* GIVEN INFORMATION *
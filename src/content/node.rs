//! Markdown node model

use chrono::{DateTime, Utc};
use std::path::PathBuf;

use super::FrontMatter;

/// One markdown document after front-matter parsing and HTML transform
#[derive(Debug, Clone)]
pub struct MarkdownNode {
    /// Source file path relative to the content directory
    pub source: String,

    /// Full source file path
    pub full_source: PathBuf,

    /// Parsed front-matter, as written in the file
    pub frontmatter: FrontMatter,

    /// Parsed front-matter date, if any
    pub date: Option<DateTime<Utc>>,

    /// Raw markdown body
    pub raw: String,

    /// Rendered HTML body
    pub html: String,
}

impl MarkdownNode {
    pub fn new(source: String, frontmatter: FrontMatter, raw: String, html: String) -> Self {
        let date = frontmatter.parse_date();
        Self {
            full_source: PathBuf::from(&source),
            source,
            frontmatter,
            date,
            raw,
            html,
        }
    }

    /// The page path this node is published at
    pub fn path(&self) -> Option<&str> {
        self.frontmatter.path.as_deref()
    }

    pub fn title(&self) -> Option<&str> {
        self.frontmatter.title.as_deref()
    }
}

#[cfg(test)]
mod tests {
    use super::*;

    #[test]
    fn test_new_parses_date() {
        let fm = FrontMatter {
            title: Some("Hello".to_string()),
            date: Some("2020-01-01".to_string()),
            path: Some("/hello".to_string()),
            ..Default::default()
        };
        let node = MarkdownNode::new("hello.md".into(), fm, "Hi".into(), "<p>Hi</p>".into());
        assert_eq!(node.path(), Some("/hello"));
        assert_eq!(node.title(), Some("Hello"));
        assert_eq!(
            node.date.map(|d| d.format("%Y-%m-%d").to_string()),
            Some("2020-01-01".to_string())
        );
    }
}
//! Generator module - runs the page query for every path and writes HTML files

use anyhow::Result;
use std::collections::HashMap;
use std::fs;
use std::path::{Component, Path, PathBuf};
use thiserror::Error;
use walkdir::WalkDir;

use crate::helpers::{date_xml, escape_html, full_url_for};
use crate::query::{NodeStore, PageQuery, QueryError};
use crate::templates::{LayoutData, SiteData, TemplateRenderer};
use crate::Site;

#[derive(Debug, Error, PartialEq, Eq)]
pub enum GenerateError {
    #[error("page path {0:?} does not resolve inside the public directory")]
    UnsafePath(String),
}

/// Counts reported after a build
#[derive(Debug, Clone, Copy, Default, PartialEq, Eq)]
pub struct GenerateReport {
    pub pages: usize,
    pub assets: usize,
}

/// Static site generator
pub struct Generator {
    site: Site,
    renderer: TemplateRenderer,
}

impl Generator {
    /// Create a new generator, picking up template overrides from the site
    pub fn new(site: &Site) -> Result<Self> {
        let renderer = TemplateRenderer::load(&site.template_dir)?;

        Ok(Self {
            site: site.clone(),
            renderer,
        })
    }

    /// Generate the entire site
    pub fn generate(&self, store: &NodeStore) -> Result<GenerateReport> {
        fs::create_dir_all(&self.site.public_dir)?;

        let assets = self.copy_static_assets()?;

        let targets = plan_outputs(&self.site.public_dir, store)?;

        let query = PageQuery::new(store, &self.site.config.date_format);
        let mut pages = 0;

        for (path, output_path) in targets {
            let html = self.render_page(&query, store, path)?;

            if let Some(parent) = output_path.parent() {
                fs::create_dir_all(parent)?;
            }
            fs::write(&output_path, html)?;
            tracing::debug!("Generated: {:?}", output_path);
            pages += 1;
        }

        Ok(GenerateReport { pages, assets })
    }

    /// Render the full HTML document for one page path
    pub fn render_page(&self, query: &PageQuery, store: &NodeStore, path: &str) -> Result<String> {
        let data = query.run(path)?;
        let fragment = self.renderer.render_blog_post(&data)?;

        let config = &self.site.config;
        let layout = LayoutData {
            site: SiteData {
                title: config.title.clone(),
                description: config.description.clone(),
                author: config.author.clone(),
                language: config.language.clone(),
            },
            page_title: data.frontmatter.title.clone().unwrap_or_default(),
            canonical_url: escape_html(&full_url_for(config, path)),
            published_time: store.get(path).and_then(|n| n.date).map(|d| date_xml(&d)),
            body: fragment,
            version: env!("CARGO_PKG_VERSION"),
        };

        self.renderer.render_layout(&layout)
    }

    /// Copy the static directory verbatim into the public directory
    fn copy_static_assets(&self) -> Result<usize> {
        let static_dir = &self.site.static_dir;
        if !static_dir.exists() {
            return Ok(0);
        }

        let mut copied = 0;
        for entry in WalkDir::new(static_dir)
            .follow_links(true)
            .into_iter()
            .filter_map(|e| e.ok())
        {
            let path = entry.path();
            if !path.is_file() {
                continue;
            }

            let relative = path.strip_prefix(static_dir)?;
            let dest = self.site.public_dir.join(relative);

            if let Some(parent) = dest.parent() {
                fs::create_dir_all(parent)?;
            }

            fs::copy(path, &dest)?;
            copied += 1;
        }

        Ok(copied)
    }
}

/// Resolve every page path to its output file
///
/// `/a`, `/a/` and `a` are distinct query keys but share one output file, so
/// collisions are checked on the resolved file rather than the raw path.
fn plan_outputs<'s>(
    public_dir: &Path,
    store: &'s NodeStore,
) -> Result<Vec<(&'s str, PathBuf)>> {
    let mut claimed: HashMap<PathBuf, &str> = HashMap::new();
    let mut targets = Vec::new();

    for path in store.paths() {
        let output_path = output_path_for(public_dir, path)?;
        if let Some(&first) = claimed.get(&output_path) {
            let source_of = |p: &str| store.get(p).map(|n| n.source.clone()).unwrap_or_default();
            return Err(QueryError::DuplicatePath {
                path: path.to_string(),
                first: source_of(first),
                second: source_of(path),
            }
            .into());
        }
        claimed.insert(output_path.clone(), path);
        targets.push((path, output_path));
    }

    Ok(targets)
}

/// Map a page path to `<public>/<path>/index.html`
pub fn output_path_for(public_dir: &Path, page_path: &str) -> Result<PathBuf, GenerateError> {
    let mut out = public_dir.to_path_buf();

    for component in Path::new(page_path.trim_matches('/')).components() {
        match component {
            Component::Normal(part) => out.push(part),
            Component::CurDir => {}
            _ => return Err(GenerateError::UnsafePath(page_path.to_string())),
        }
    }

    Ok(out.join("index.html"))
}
---
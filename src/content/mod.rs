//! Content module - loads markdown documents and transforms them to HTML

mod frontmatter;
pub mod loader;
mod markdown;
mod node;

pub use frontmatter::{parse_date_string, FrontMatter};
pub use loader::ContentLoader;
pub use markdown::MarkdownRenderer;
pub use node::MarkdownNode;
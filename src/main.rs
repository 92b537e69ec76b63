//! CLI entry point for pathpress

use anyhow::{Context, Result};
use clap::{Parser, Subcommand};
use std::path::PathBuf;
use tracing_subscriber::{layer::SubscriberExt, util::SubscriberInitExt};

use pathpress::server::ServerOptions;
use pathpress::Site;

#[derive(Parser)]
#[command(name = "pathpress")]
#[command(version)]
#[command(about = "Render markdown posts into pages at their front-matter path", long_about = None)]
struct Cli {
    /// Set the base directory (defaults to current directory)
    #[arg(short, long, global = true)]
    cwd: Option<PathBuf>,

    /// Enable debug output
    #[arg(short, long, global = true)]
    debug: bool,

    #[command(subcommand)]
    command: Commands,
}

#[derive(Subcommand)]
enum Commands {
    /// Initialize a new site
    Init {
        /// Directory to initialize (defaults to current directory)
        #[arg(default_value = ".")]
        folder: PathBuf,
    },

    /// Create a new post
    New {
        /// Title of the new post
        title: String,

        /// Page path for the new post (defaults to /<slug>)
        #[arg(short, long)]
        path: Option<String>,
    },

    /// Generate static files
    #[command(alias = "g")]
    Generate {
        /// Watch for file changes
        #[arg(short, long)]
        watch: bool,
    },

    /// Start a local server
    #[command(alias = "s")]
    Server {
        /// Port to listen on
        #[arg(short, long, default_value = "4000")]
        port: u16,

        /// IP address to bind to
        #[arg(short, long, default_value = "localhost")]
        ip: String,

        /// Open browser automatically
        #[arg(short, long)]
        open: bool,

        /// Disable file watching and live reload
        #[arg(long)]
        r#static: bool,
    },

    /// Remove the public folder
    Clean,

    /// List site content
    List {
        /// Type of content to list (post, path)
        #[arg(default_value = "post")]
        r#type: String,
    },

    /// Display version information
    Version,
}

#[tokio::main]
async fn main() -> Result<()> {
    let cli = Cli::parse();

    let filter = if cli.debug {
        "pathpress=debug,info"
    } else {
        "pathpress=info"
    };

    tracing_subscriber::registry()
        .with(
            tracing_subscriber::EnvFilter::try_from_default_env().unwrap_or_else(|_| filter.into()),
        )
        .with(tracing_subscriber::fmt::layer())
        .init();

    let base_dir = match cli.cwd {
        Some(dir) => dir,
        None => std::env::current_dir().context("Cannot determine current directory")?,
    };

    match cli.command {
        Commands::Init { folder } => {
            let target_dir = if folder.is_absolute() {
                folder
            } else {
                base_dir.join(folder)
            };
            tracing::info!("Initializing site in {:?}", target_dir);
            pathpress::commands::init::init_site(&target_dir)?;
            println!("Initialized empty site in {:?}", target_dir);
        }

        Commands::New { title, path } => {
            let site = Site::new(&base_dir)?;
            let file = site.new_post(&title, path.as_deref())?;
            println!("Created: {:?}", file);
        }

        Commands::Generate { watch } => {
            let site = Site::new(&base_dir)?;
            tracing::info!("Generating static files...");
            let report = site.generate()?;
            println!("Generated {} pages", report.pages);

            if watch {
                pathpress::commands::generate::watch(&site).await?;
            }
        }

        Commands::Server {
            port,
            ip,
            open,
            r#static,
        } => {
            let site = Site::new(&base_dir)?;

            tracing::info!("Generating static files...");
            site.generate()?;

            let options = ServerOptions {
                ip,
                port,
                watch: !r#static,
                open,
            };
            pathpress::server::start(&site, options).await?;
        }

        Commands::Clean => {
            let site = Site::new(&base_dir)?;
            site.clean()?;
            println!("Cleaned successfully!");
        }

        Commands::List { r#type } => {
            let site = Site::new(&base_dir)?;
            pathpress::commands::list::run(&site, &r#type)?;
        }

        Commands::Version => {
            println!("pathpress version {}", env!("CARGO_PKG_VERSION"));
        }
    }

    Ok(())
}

* WORK INSTRUCTION *
Please count the lines in the material above that hold the word "index", and give only the total.

* TASK RESPONSE *
2